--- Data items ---
'''

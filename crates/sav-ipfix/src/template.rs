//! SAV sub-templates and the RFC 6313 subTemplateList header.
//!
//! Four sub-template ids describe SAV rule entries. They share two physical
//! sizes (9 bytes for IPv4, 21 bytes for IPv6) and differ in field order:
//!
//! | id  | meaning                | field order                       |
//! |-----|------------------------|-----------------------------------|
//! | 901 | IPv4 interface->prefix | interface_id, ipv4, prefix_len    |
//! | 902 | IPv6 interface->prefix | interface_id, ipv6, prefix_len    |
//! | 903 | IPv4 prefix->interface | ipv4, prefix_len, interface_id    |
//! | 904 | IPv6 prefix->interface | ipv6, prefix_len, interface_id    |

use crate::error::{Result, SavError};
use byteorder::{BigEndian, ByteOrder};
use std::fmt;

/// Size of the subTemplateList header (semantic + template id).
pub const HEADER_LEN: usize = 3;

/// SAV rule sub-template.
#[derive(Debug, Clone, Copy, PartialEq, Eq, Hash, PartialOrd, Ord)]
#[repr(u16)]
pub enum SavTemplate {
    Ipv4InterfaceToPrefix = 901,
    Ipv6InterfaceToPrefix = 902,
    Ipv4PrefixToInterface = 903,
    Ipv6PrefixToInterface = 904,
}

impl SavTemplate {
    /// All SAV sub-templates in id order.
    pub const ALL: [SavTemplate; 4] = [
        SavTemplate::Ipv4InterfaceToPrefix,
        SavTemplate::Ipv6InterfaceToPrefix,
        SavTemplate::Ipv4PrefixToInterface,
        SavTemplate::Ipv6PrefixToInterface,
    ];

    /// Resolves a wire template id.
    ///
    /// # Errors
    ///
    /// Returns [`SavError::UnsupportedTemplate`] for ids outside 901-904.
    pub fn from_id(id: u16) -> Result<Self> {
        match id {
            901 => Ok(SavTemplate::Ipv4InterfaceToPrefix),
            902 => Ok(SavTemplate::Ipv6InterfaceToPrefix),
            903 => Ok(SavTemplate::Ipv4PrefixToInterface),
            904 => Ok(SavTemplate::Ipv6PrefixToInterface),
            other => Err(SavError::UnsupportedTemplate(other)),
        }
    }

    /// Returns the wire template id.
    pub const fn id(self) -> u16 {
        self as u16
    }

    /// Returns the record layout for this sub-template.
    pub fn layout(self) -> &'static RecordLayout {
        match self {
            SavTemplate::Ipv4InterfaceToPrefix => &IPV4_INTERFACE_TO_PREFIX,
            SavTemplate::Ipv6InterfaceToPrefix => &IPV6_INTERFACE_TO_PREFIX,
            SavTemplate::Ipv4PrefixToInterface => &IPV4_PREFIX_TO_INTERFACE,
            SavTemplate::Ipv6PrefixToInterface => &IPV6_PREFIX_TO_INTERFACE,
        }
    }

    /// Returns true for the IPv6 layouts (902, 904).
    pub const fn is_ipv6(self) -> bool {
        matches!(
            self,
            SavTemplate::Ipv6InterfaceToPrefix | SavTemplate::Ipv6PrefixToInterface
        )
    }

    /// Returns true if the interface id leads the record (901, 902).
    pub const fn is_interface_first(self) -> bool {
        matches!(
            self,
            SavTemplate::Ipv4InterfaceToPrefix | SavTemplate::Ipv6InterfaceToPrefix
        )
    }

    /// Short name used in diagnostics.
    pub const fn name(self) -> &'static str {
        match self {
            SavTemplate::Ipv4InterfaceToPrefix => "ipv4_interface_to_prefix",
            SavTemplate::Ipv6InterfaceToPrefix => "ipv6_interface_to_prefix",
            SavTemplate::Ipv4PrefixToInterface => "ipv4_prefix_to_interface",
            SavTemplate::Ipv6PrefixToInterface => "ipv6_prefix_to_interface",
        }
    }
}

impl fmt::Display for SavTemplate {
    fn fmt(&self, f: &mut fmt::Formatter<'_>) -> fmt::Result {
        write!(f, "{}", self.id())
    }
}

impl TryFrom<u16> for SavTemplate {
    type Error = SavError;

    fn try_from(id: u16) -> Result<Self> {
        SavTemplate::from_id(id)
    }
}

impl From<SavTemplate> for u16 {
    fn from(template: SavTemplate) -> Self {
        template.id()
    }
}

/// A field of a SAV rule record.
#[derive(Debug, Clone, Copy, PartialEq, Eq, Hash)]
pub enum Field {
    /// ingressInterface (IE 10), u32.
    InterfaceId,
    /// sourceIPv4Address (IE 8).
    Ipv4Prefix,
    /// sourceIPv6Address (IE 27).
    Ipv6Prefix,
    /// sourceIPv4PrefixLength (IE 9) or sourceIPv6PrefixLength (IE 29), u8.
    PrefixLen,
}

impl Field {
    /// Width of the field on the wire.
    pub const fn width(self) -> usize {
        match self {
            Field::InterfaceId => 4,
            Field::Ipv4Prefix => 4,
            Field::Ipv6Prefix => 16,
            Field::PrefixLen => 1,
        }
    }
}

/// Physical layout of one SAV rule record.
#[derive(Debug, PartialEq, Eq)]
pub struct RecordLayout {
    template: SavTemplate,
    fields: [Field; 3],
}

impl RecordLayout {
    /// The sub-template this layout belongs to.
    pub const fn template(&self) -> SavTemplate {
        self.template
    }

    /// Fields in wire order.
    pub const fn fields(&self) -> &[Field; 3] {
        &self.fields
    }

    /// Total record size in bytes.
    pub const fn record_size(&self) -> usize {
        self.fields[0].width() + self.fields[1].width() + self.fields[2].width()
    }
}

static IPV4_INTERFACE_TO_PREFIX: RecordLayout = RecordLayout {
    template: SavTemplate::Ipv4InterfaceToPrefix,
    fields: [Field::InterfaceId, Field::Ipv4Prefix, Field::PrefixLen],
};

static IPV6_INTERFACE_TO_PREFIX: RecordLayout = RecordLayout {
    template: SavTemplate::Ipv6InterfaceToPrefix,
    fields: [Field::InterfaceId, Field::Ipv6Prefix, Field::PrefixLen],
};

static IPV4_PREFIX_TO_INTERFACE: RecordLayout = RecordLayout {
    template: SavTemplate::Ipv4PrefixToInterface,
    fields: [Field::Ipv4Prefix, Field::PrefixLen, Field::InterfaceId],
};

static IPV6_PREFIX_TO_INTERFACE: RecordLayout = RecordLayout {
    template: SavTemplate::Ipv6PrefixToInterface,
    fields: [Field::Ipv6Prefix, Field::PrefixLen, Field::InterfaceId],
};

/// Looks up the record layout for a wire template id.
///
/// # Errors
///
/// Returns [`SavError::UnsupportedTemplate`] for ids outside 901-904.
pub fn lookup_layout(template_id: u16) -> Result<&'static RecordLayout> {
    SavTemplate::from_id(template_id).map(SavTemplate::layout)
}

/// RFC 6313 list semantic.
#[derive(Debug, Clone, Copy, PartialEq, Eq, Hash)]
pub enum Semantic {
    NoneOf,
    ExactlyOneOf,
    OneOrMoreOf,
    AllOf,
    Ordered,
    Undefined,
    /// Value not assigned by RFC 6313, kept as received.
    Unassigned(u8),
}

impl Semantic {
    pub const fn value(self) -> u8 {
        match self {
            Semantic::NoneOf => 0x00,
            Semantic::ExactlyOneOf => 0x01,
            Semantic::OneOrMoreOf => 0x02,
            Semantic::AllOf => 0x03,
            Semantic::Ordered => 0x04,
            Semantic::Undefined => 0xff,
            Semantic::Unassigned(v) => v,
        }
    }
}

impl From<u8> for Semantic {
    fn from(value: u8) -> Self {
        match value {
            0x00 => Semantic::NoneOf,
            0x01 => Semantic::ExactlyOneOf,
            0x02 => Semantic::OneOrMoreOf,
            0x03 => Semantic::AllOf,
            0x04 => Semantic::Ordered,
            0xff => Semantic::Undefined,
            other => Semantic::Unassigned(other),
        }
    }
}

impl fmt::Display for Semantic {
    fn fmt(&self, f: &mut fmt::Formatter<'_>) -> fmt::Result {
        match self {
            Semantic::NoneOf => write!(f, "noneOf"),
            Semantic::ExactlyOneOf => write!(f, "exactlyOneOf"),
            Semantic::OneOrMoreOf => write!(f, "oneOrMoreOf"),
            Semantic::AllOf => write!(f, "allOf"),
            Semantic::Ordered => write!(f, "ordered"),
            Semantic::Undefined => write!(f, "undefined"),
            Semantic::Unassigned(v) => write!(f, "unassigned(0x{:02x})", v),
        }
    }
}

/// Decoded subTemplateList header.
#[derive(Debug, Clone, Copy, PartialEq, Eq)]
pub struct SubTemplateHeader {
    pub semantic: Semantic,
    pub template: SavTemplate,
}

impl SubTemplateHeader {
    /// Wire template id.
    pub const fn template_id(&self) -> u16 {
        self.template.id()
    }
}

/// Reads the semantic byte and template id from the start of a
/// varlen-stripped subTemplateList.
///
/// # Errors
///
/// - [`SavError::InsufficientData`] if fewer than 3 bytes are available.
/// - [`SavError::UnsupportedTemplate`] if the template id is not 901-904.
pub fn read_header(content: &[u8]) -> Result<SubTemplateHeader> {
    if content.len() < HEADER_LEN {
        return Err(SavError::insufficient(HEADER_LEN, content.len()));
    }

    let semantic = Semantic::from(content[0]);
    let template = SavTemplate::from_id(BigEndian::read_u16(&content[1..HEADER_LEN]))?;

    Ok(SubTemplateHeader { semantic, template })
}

'''

--- Exercise ---
Starting at the line above that holds "fn from(value: u8)" and ending at the line that holds "is not 901-904.", transcribe each line exactly and include no other lines.

--- Solution ---
    fn from(value: u8) -> Self {
        match value {
            0x00 => Semantic::NoneOf,
            0x01 => Semantic::ExactlyOneOf,
            0x02 => Semantic::OneOrMoreOf,
            0x03 => Semantic::AllOf,
            0x04 => Semantic::Ordered,
            0xff => Semantic::Undefined,
            other => Semantic::Unassigned(other),
        }
    }
}

impl fmt::Display for Semantic {
    fn fmt(&self, f: &mut fmt::Formatter<'_>) -> fmt::Result {
        match self {
            Semantic::NoneOf => write!(f, "noneOf"),
            Semantic::ExactlyOneOf => write!(f, "exactlyOneOf"),
            Semantic::OneOrMoreOf => write!(f, "oneOrMoreOf"),
            Semantic::AllOf => write!(f, "allOf"),
            Semantic::Ordered => write!(f, "ordered"),
            Semantic::Undefined => write!(f, "undefined"),
            Semantic::Unassigned(v) => write!(f, "unassigned(0x{:02x})", v),
        }
    }
}

/// Decoded subTemplateList header.
#[derive(Debug, Clone, Copy, PartialEq, Eq)]
pub struct SubTemplateHeader {
    pub semantic: Semantic,
    pub template: SavTemplate,
}

impl SubTemplateHeader {
    /// Wire template id.
    pub const fn template_id(&self) -> u16 {
        self.template.id()
    }
}

/// Reads the semantic byte and template id from the start of a
/// varlen-stripped subTemplateList.
///
/// # Errors
///
/// - [`SavError::InsufficientData`] if fewer than 3 bytes are available.
/// - [`SavError::UnsupportedTemplate`] if the template id is not 901-904.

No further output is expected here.